──────── DATA IN THIS EXERCISE ────────

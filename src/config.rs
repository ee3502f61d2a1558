use std::path::PathBuf;

use clap::Parser;

/// Fit a line to x/y CSV data with batch gradient descent.
#[derive(Parser, Debug, Clone)]
#[command(author, version, about, long_about = None)]
pub struct Args {
    /// CSV with `x` and `y` columns used for fitting.
    #[arg(long, default_value = "data/train.csv")]
    pub train: PathBuf,

    /// Held-out CSV used for evaluation.
    #[arg(long, default_value = "data/test.csv")]
    pub test: PathBuf,

    /// Learning rate.
    #[arg(short, long, default_value_t = 0.0001)]
    pub alpha: f64,

    #[arg(short, long, default_value_t = 50)]
    pub iters: usize,

    /// Number of leading iterations rendered with the fit and cost surface.
    #[arg(long, default_value_t = 3)]
    pub plot_iters: usize,

    /// Log the parameters every this many iterations.
    #[arg(long, default_value_t = 2, value_parser = clap::value_parser!(u64).range(1..))]
    pub report_every: u64,

    /// Directory the SVG plots are written to.
    #[arg(short, long, default_value = "plots")]
    pub output: PathBuf,

    #[arg(long)]
    pub no_plots: bool,
}

impl Args {
    pub fn reports(&self, iteration: usize) -> bool {
        iteration as u64 % self.report_every == 0
    }

    pub fn plots_iteration(&self, iteration: usize) -> bool {
        !self.no_plots && iteration < self.plot_iters
    }
}
use anyhow::Context;
use clap::Parser;
use log::{info, warn};

use gd_line_fit::config::Args;
use gd_line_fit::plots::{
    plot_fit, plot_iteration, plot_learning_curve, plot_predicted_vs_actual, render_svg,
};
use gd_line_fit::{evaluate, train, CostSurface, Dataset};

fn main() -> anyhow::Result<()> {
    env_logger::Builder::from_env(env_logger::Env::default().default_filter_or("info")).init();

    let args = Args::parse();

    let train_data = Dataset::from_path(&args.train)
        .with_context(|| format!("loading training data from {}", args.train.display()))?;
    let test_data = Dataset::from_path(&args.test)
        .with_context(|| format!("loading testing data from {}", args.test.display()))?;

    info!(
        "training on {} points, testing on {} points",
        train_data.len(),
        test_data.len()
    );

    if !args.no_plots {
        std::fs::create_dir_all(&args.output)
            .with_context(|| format!("creating {}", args.output.display()))?;
    }

    let surface = (!args.no_plots && args.plot_iters > 0)
        .then(|| CostSurface::around_origin(&train_data));

    let training = train(&train_data, args.alpha, args.iters, |step| {
        if let Some(surface) = surface.as_ref().filter(|_| args.plots_iteration(step.iteration)) {
            render_svg(
                args.output.join(format!("iteration_{}.svg", step.iteration)),
                (800, 1200),
                |area| plot_iteration(step.iteration, &train_data, step.previous, surface, area),
            )?;
        }

        if args.reports(step.iteration) {
            info!(
                "iteration {}: theta_0 = {}, theta_1 = {}, cost = {}",
                step.iteration, step.theta.bias, step.theta.weight, step.cost
            );
        }

        Ok::<_, gd_line_fit::Error>(())
    })?;

    if !(training.theta.bias.is_finite() && training.theta.weight.is_finite()) {
        warn!(
            "training diverged with alpha = {}, parameters are no longer finite",
            args.alpha
        );
    }

    println!(
        "\n*** The final value of theta_0 is {} and theta_1 is {} ***\n",
        training.theta.bias, training.theta.weight
    );

    if !args.no_plots {
        render_svg(
            args.output.join("predicted_vs_actual.svg"),
            (800, 600),
            |area| plot_predicted_vs_actual(&train_data, training.theta, area),
        )?;

        render_svg(args.output.join("learning_curve.svg"), (800, 600), |area| {
            plot_learning_curve(&training.cost_history, area)
        })?;

        render_svg(args.output.join("test_fit.svg"), (800, 600), |area| {
            plot_fit(
                &test_data,
                training.theta,
                "Plotting our hypothesis across the testing data",
                area,
            )
        })?;
    }

    let evaluation = evaluate(training.theta, &test_data);

    println!("{evaluation}");

    Ok(())
}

────────

BRIEF:
Give the data again in full, keeping every line as it was.

PROBLEM SOLUTION:
filename src/config.rs
repository ee3502f61d2a1558
use std::path::PathBuf;

use clap::Parser;

/// Fit a line to x/y CSV data with batch gradient descent.
#[derive(Parser, Debug, Clone)]
#[command(author, version, about, long_about = None)]
pub struct Args {
    /// CSV with `x` and `y` columns used for fitting.
    #[arg(long, default_value = "data/train.csv")]
    pub train: PathBuf,

    /// Held-out CSV used for evaluation.
    #[arg(long, default_value = "data/test.csv")]
    pub test: PathBuf,

    /// Learning rate.
    #[arg(short, long, default_value_t = 0.0001)]
    pub alpha: f64,

    #[arg(short, long, default_value_t = 50)]
    pub iters: usize,

    /// Number of leading iterations rendered with the fit and cost surface.
    #[arg(long, default_value_t = 3)]
    pub plot_iters: usize,

    /// Log the parameters every this many iterations.
    #[arg(long, default_value_t = 2, value_parser = clap::value_parser!(u64).range(1..))]
    pub report_every: u64,

    /// Directory the SVG plots are written to.
    #[arg(short, long, default_value = "plots")]
    pub output: PathBuf,

    #[arg(long)]
    pub no_plots: bool,
}

impl Args {
    pub fn reports(&self, iteration: usize) -> bool {
        iteration as u64 % self.report_every == 0
    }

    pub fn plots_iteration(&self, iteration: usize) -> bool {
        !self.no_plots && iteration < self.plot_iters
    }
}
use anyhow::Context;
use clap::Parser;
use log::{info, warn};

use gd_line_fit::config::Args;
use gd_line_fit::plots::{
    plot_fit, plot_iteration, plot_learning_curve, plot_predicted_vs_actual, render_svg,
};
use gd_line_fit::{evaluate, train, CostSurface, Dataset};

fn main() -> anyhow::Result<()> {
    env_logger::Builder::from_env(env_logger::Env::default().default_filter_or("info")).init();

    let args = Args::parse();

    let train_data = Dataset::from_path(&args.train)
        .with_context(|| format!("loading training data from {}", args.train.display()))?;
    let test_data = Dataset::from_path(&args.test)
        .with_context(|| format!("loading testing data from {}", args.test.display()))?;

    info!(
        "training on {} points, testing on {} points",
        train_data.len(),
        test_data.len()
    );

    if !args.no_plots {
        std::fs::create_dir_all(&args.output)
            .with_context(|| format!("creating {}", args.output.display()))?;
    }

    let surface = (!args.no_plots && args.plot_iters > 0)
        .then(|| CostSurface::around_origin(&train_data));

    let training = train(&train_data, args.alpha, args.iters, |step| {
        if let Some(surface) = surface.as_ref().filter(|_| args.plots_iteration(step.iteration)) {
            render_svg(
                args.output.join(format!("iteration_{}.svg", step.iteration)),
                (800, 1200),
                |area| plot_iteration(step.iteration, &train_data, step.previous, surface, area),
            )?;
        }

        if args.reports(step.iteration) {
            info!(
                "iteration {}: theta_0 = {}, theta_1 = {}, cost = {}",
                step.iteration, step.theta.bias, step.theta.weight, step.cost
            );
        }

        Ok::<_, gd_line_fit::Error>(())
    })?;

    if !(training.theta.bias.is_finite() && training.theta.weight.is_finite()) {
        warn!(
            "training diverged with alpha = {}, parameters are no longer finite",
            args.alpha
        );
    }

    println!(
        "\n*** The final value of theta_0 is {} and theta_1 is {} ***\n",
        training.theta.bias, training.theta.weight
    );

    if !args.no_plots {
        render_svg(
            args.output.join("predicted_vs_actual.svg"),
            (800, 600),
            |area| plot_predicted_vs_actual(&train_data, training.theta, area),
        )?;

        render_svg(args.output.join("learning_curve.svg"), (800, 600), |area| {
            plot_learning_curve(&training.cost_history, area)
        })?;

        render_svg(args.output.join("test_fit.svg"), (800, 600), |area| {
            plot_fit(
                &test_data,
                training.theta,
                "Plotting our hypothesis across the testing data",
                area,
            )
        })?;
    }

    let evaluation = evaluate(training.theta, &test_data);

    println!("{evaluation}");

    Ok(())
}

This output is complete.